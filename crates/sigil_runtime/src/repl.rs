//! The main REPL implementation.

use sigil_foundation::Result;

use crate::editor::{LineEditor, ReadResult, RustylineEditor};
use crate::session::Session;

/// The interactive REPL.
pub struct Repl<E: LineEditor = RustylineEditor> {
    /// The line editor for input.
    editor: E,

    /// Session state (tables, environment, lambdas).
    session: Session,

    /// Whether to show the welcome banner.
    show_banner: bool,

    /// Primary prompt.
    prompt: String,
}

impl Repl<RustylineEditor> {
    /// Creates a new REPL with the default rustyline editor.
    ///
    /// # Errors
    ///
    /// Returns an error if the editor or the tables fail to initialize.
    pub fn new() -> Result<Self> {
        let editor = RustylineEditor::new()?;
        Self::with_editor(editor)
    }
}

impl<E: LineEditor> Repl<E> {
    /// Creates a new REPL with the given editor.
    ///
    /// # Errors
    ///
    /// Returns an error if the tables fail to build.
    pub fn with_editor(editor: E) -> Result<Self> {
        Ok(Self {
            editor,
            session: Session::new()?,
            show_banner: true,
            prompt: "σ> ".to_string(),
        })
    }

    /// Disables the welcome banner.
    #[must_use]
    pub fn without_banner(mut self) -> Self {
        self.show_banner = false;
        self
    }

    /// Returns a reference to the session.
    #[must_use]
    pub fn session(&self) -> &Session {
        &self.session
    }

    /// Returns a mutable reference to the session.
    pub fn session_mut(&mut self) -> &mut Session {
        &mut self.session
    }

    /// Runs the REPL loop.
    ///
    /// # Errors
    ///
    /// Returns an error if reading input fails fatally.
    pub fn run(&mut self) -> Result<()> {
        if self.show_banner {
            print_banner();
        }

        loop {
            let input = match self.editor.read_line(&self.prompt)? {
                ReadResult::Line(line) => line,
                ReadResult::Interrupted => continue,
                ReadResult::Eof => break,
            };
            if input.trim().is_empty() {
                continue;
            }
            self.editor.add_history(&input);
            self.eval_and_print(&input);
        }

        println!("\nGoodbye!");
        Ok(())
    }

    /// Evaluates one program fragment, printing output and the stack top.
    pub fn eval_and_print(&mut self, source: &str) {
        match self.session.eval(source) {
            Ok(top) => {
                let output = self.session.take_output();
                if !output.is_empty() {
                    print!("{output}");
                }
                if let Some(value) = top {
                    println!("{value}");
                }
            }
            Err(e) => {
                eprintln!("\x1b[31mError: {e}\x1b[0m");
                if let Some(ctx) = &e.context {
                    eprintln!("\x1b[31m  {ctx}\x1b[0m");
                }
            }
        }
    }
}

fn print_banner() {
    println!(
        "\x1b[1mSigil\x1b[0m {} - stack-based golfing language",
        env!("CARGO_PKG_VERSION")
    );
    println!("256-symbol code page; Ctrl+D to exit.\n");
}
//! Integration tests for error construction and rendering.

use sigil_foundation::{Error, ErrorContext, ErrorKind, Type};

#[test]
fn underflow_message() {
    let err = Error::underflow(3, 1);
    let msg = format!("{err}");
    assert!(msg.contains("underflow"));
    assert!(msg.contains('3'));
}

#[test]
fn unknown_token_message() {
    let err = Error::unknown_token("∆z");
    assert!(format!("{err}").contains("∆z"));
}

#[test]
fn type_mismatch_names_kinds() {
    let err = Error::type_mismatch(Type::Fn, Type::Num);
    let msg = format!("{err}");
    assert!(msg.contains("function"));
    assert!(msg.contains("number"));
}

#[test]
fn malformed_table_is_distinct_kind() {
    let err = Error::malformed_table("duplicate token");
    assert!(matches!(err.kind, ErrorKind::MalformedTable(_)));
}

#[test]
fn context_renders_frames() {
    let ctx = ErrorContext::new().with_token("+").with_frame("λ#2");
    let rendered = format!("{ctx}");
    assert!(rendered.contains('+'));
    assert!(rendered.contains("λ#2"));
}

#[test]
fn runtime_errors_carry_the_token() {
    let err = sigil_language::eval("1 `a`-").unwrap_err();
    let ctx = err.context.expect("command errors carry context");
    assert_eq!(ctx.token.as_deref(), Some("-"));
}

○ ○ ○ ○

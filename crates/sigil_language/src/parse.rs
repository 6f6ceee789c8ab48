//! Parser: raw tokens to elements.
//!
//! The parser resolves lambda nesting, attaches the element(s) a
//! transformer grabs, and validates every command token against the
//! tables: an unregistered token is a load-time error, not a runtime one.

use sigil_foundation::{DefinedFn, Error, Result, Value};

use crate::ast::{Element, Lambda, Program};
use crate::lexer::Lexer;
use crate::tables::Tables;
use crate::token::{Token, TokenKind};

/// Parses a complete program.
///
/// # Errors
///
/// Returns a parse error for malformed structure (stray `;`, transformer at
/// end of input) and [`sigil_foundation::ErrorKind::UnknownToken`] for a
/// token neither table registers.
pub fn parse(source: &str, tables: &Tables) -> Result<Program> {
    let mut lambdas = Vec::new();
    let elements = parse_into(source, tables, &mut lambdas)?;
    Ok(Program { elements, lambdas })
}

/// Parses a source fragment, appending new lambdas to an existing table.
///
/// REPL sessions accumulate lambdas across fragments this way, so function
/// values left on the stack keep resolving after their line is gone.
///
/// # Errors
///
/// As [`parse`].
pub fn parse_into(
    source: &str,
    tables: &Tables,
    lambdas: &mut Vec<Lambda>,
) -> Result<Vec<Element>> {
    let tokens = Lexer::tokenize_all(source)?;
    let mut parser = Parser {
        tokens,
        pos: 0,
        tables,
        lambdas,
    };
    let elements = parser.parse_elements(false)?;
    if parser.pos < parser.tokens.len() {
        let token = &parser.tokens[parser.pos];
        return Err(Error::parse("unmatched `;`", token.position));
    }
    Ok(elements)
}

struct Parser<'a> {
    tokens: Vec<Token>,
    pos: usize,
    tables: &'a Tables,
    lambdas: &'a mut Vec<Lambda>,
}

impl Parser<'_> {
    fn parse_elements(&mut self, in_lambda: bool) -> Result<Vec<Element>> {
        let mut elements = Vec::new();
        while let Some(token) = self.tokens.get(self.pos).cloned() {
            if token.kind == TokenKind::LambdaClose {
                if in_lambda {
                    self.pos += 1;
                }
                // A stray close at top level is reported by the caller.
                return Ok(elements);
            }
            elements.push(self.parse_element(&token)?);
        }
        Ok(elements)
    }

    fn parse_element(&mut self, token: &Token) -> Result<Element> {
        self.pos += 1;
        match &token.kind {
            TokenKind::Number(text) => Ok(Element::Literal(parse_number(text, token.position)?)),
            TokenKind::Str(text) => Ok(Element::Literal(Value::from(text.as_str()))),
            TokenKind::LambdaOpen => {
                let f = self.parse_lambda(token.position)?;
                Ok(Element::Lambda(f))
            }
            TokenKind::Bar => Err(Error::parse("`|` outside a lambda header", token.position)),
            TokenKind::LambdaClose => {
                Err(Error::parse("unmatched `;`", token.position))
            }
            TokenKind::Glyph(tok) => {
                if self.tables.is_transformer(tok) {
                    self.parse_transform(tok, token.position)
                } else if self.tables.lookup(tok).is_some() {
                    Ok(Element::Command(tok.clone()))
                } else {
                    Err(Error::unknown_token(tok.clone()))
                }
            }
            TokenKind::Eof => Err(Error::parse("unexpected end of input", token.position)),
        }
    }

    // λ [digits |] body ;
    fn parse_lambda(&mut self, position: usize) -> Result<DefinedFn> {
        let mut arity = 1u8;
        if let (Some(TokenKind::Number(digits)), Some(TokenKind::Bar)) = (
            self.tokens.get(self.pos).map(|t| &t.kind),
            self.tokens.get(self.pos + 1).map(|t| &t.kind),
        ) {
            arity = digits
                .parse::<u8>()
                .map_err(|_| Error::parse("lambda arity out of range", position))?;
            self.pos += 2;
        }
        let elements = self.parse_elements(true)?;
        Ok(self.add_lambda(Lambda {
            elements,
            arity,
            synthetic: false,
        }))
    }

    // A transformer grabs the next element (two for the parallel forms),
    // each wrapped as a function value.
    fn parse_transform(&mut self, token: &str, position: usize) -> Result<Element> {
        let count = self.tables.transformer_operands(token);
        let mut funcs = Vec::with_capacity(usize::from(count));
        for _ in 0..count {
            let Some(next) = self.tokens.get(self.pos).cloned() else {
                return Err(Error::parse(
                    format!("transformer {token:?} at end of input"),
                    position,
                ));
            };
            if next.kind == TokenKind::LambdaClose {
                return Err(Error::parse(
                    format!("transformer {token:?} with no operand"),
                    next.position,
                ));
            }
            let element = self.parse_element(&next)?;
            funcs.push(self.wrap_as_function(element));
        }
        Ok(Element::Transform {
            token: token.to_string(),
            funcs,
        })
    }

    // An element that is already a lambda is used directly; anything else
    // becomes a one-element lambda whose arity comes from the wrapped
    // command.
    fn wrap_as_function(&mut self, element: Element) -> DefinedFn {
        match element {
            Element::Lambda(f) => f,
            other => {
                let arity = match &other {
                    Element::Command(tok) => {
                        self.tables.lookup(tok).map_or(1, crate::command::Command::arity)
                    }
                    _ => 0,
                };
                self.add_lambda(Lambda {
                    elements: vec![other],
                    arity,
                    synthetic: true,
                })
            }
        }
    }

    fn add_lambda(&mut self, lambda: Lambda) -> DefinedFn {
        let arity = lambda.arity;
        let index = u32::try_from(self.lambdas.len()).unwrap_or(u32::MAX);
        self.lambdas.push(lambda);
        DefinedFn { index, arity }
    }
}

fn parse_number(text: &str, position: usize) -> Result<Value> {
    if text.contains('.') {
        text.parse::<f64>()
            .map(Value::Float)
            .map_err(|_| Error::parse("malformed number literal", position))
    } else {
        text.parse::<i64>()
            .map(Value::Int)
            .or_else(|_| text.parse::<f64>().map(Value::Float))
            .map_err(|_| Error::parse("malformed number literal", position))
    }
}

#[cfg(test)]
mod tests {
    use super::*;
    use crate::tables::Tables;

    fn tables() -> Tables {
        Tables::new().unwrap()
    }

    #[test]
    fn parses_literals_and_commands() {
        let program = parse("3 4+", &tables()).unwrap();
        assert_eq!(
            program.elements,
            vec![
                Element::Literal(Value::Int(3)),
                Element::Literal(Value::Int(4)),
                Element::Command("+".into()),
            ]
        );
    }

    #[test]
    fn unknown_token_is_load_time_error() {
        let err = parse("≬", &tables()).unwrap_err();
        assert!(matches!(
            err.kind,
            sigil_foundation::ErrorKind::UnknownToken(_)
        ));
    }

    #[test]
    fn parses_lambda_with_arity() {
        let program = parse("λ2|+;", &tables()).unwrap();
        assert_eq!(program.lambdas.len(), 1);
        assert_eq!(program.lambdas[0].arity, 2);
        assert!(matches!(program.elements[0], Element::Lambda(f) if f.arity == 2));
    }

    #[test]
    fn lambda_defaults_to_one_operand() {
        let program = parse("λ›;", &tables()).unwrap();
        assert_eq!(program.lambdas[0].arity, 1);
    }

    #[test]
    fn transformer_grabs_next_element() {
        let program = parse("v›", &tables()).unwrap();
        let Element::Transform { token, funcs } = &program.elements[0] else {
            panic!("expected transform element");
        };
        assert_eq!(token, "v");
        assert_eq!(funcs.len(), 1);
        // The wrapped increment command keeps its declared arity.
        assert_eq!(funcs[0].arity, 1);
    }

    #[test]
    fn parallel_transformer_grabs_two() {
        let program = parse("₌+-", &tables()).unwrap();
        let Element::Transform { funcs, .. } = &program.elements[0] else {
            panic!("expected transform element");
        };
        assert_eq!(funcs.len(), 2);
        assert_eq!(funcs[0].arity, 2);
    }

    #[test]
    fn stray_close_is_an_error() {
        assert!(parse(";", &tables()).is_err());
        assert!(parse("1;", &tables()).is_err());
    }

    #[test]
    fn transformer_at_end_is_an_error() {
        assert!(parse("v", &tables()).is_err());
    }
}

○ ○ ○ ○

Problem description → Going through the listing above line by line, tally those containing "Lexer" and state only the total.

Exercise output → 2